_RECORDS TO USE:_

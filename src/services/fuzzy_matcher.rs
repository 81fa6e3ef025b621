//! Fuzzy motif matching service
//!
//! Re-scans a score with windows of exactly the target motif's length and
//! scores every window against the motif. Scoring is tolerance-gated: each
//! interval position matches when the semitone deviation is within
//! `interval_tolerance`, each rhythm position when the normalized duration
//! deviation is within `rhythm_tolerance`. The combined confidence is a
//! weighted average of the two sub-scores, clipped to [0, 1].
//!
//! Overlapping or adjacent windows that each clear `min_confidence` each
//! produce their own instance; the matcher never deduplicates.

use tracing::debug;

use crate::config::MatchConfig;
use crate::error::{Error, Result};
use crate::models::motif::{Motif, MotifInstance};
use crate::models::note::Score;
use crate::models::pattern::Pattern;
use crate::services::pattern_extractor::contiguous_runs;

/// Tolerance-gated motif matcher
#[derive(Debug)]
pub struct FuzzyMatcher {
    config: MatchConfig,
}

impl FuzzyMatcher {
    /// Create a matcher, rejecting invalid configuration up front
    ///
    /// # Errors
    /// Returns `Error::Config` for an out-of-range tolerance, threshold,
    /// or weight.
    pub fn new(config: MatchConfig) -> Result<Self> {
        config.validate()?;
        Ok(Self { config })
    }

    /// Find all instances of a motif in a score
    ///
    /// Emits one instance per window whose confidence reaches
    /// `min_confidence` (boundary inclusive).
    ///
    /// # Errors
    /// Returns `Error::MalformedInput` if the motif's interval and rhythm
    /// sequence lengths disagree.
    pub fn find_instances(&self, motif: &Motif, score: &Score) -> Result<Vec<MotifInstance>> {
        if motif.intervals.len() + 1 != motif.rhythm.len() {
            return Err(Error::MalformedInput(format!(
                "motif '{}': intervals length ({}) should be rhythm length - 1 ({})",
                motif.id,
                motif.intervals.len(),
                motif.rhythm.len().saturating_sub(1)
            )));
        }
        let length = motif.rhythm.len();

        let mut instances = Vec::new();
        for part in &score.parts {
            for run in contiguous_runs(&part.notes) {
                if run.len() < length {
                    continue;
                }
                for start in 0..=run.len() - length {
                    let window = &run[start..start + length];
                    let pattern = Pattern::from_notes(window);
                    let confidence = self.match_confidence(&pattern, motif);
                    if confidence >= self.config.min_confidence {
                        instances.push(MotifInstance::new(
                            motif.id.clone(),
                            part.name.clone(),
                            window[0].measure,
                            window[0].beat,
                            confidence,
                            describe_variations(&pattern, motif),
                        )?);
                    }
                }
            }
        }

        debug!(
            "motif {}: {} instances at min_confidence {}",
            motif.id,
            instances.len(),
            self.config.min_confidence
        );
        Ok(instances)
    }

    /// Combined confidence of one candidate pattern against the motif
    fn match_confidence(&self, candidate: &Pattern, motif: &Motif) -> f64 {
        let tolerance = self.config.interval_tolerance;
        let interval_score =
            gated_match_ratio(&candidate.intervals, &motif.intervals, |&c, &t| {
                (c as i64 - t as i64).unsigned_abs() <= tolerance as u64
            });

        let rhythm_tolerance = self.config.rhythm_tolerance;
        let rhythm_score = gated_match_ratio(&candidate.durations, &motif.rhythm, |c, t| {
            let c = c.relative_units() as f64;
            let t = t.relative_units() as f64;
            (c - t).abs() / c.max(t) <= rhythm_tolerance
        });

        let weight = self.config.interval_weight;
        (weight * interval_score + (1.0 - weight) * rhythm_score).clamp(0.0, 1.0)
    }
}

/// Fraction of positions where candidate and target agree within tolerance
///
/// The shared scoring helper behind both the interval and the rhythm
/// sub-scores. Mismatched lengths score 0.0; empty sequences score 1.0
/// (a single-note motif has no intervals to disagree on).
fn gated_match_ratio<T, F>(candidate: &[T], target: &[T], within: F) -> f64
where
    F: Fn(&T, &T) -> bool,
{
    if candidate.len() != target.len() {
        return 0.0;
    }
    if candidate.is_empty() {
        return 1.0;
    }
    let matches = candidate
        .iter()
        .zip(target)
        .filter(|&(c, t)| within(c, t))
        .count();
    matches as f64 / candidate.len() as f64
}

/// Describe how a window's pattern deviates from the motif, if it does
fn describe_variations(candidate: &Pattern, motif: &Motif) -> Option<String> {
    let mut variations = Vec::new();

    if candidate.intervals != motif.intervals {
        let inverted = !candidate.intervals.is_empty()
            && candidate.intervals.len() == motif.intervals.len()
            && candidate
                .intervals
                .iter()
                .zip(&motif.intervals)
                .all(|(c, m)| *c == -m);
        if inverted {
            variations.push("inverted");
        } else {
            variations.push("altered intervals");
        }
    }

    if candidate.durations != motif.rhythm {
        variations.push("rhythmic variation");
    }

    if variations.is_empty() {
        None
    } else {
        Some(variations.join(", "))
    }
}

_DIRECTIONS:_
Pick out every line above that holds the word "disagree" and copy it.

_RESULT OF THE EXERCISE:_
    /// sequence lengths disagree.
/// (a single-note motif has no intervals to disagree on).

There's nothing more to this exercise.